It appears that, within the region prescribed by Haldane - $-3\sqrt{3}\leq M \leq 3\sqrt{3}$ - as M increases, a big peak in the figure above ejects two smaller peaks which travel and combine with another peak just before changing sign. I do not understand this mechanism well.

According to this course, gap closings at Dirac points are related to M via the ratio $\frac{t_{2}}{M}$, but the hopping strength $t_{2}$ is kept fixed here.

I am having trouble understanding the mechanism behind these smaller peaks that split off from the big peak only to join the small peaks from another. So, could someone give me some insight on this?

I left out details of how I calculate Berry curvature because I assumed that this phenomenon is well-understood by experts. However, I wasn't able to understand this through any of the resources I consulted. I am guessing that this has something to do with charge pumping (which the Chern number helps quantify overall), but how exactly do these mini-peaks form and how do they propagate? Are there equations that describe this behavior of Berry curvature? I am guessing that NN and NNN hoppings are both observed here (I first thought that it’s a bilayer effect, with the smaller peaks coming from a different layer, but that seems too far-fetched).

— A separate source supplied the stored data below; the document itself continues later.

//! Classified authentication errors.
//!
//! Every failure inside the auth service is wrapped into an [`AuthError`]
//! at the point of detection - never left as a raw store/cache/provider
//! error. The boundary layer consumes each error exactly once through
//! [`AuthError::kind`], [`AuthError::code`] and [`AuthError::public_message`];
//! that mapping is the single source of truth for status-code translation.

use blue_papaya_core::UserIdError;
use thiserror::Error;

use crate::cache::CacheError;
use crate::oauth::OAuthError;
use crate::store::StoreError;
use crate::token::TokenError;

/// Errors produced by authentication operations.
#[derive(Debug, Error)]
pub enum AuthError {
    /// The requested name is already taken.
    #[error("name already exists")]
    NameExists,

    /// The requested email is already registered.
    #[error("email already exists")]
    EmailExists,

    /// No user with the given email.
    #[error("user not found")]
    UserNotFound,

    /// Password verification failed.
    #[error("invalid password")]
    InvalidPassword,

    /// Password hashing failed.
    #[error("password hashing failed")]
    Hash,

    /// A store query outside a transaction failed.
    #[error("database error: {0}")]
    Database(#[source] StoreError),

    /// Opening a transaction or a statement inside it failed.
    #[error("transaction error: {0}")]
    Transaction(#[source] StoreError),

    /// The final commit failed.
    #[error("commit failed: {0}")]
    Commit(#[source] StoreError),

    /// Updating the user's sign-in status failed.
    #[error("user update failed: {0}")]
    Update(#[source] StoreError),

    /// Token generation failed.
    #[error("token generation failed: {0}")]
    TokenGeneration(#[source] TokenError),

    /// The session cache was unavailable or rejected the operation.
    #[error("cache error: {0}")]
    Cache(#[source] CacheError),

    /// A user ID arriving as a string could not be parsed.
    #[error(transparent)]
    IdParse(#[from] UserIdError),

    /// OAuth state was absent, expired, replayed, or forged.
    #[error("invalid oauth state")]
    InvalidState,

    /// Exchanging the authorization code failed.
    #[error("token exchange failed: {0}")]
    TokenExchange(#[source] OAuthError),

    /// Fetching profile info from the provider failed.
    #[error("google api error: {0}")]
    GoogleApi(#[source] OAuthError),

    /// Google did not return a refresh token and local policy requires one.
    #[error("google returned no refresh token")]
    NoRefreshToken,

    /// Refreshing the provider access token failed.
    #[error("google token refresh failed: {0}")]
    GoogleToken(#[source] OAuthError),

    /// The service was constructed without a required dependency.
    #[error("auth service not initialized: missing {0}")]
    NotInitialized(&'static str),
}

/// Boundary-facing category of a classified error.
#[derive(Debug, Clone, Copy, PartialEq, Eq)]
pub enum ErrorKind {
    /// User-correctable input error; surfaced verbatim, cause not logged.
    UserInput,
    /// Infrastructure or contract error; generic message, cause logged.
    Internal,
    /// OAuth-flow error; client-addressable, cause logged.
    OAuthFlow,
}

impl AuthError {
    /// Category for status-code mapping at the boundary.
    #[must_use]
    pub const fn kind(&self) -> ErrorKind {
        match self {
            Self::NameExists | Self::EmailExists | Self::UserNotFound | Self::InvalidPassword => {
                ErrorKind::UserInput
            }
            Self::Hash
            | Self::Database(_)
            | Self::Transaction(_)
            | Self::Commit(_)
            | Self::Update(_)
            | Self::TokenGeneration(_)
            | Self::Cache(_)
            | Self::IdParse(_)
            | Self::NotInitialized(_) => ErrorKind::Internal,
            Self::InvalidState
            | Self::TokenExchange(_)
            | Self::GoogleApi(_)
            | Self::NoRefreshToken
            | Self::GoogleToken(_) => ErrorKind::OAuthFlow,
        }
    }

    /// Stable code consumed by the boundary's error-to-response mapping.
    #[must_use]
    pub const fn code(&self) -> &'static str {
        match self {
            Self::NameExists => "name_exists",
            Self::EmailExists => "email_exists",
            Self::UserNotFound => "user_not_found",
            Self::InvalidPassword => "invalid_password",
            Self::Hash => "hash_error",
            Self::Database(_) => "db_error",
            Self::Transaction(_) => "transaction_error",
            Self::Commit(_) => "commit_error",
            Self::Update(_) => "update_error",
            Self::TokenGeneration(_) => "token_generation_error",
            Self::Cache(_) => "redis_error",
            Self::IdParse(_) => "id_parse_error",
            Self::InvalidState => "invalid_state",
            Self::TokenExchange(_) => "token_exchange_error",
            Self::GoogleApi(_) => "google_api_error",
            Self::NoRefreshToken => "no_refresh_token",
            Self::GoogleToken(_) => "google_token_error",
            Self::NotInitialized(_) => "not_initialized",
        }
    }

    /// Message safe to show the end user.
    ///
    /// `UserNotFound` and `InvalidPassword` intentionally share one message
    /// so sign-in failures don't reveal which accounts exist.
    #[must_use]
    pub fn public_message(&self) -> String {
        match self.kind() {
            ErrorKind::UserInput => match self {
                Self::UserNotFound | Self::InvalidPassword => {
                    "invalid email or password".to_owned()
                }
                other => other.to_string(),
            },
            ErrorKind::Internal => "internal server error".to_owned(),
            ErrorKind::OAuthFlow => match self {
                Self::InvalidState => {
                    "sign-in session expired or invalid, please try again".to_owned()
                }
                Self::NoRefreshToken => {
                    "google did not grant offline access, please re-authorize".to_owned()
                }
                _ => "google sign-in failed, please try again".to_owned(),
            },
        }
    }

    /// Emit the error through tracing per its category.
    ///
    /// User-input errors log at debug without a cause; internal and OAuth
    /// errors log their full cause chain.
    pub fn log(&self) {
        match self.kind() {
            ErrorKind::UserInput => {
                tracing::debug!(code = self.code(), "auth request rejected");
            }
            ErrorKind::Internal => {
                tracing::error!(code = self.code(), error = %self, "auth internal error");
            }
            ErrorKind::OAuthFlow => {
                tracing::warn!(code = self.code(), error = %self, "oauth flow error");
            }
        }
    }
}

Additionally, I would appreciate insight on what the splitting means physically, because my understanding of Haldane's model is still very abstract. For instance, does this somehow demonstrate the hopping-path of an electron? If so, what determines the value of the Berry curvature? I understand holonomy and Berry phase sufficiently, but how do I explain what I see by going from the physical interpretation to the theoretical explanation (and not vice versa).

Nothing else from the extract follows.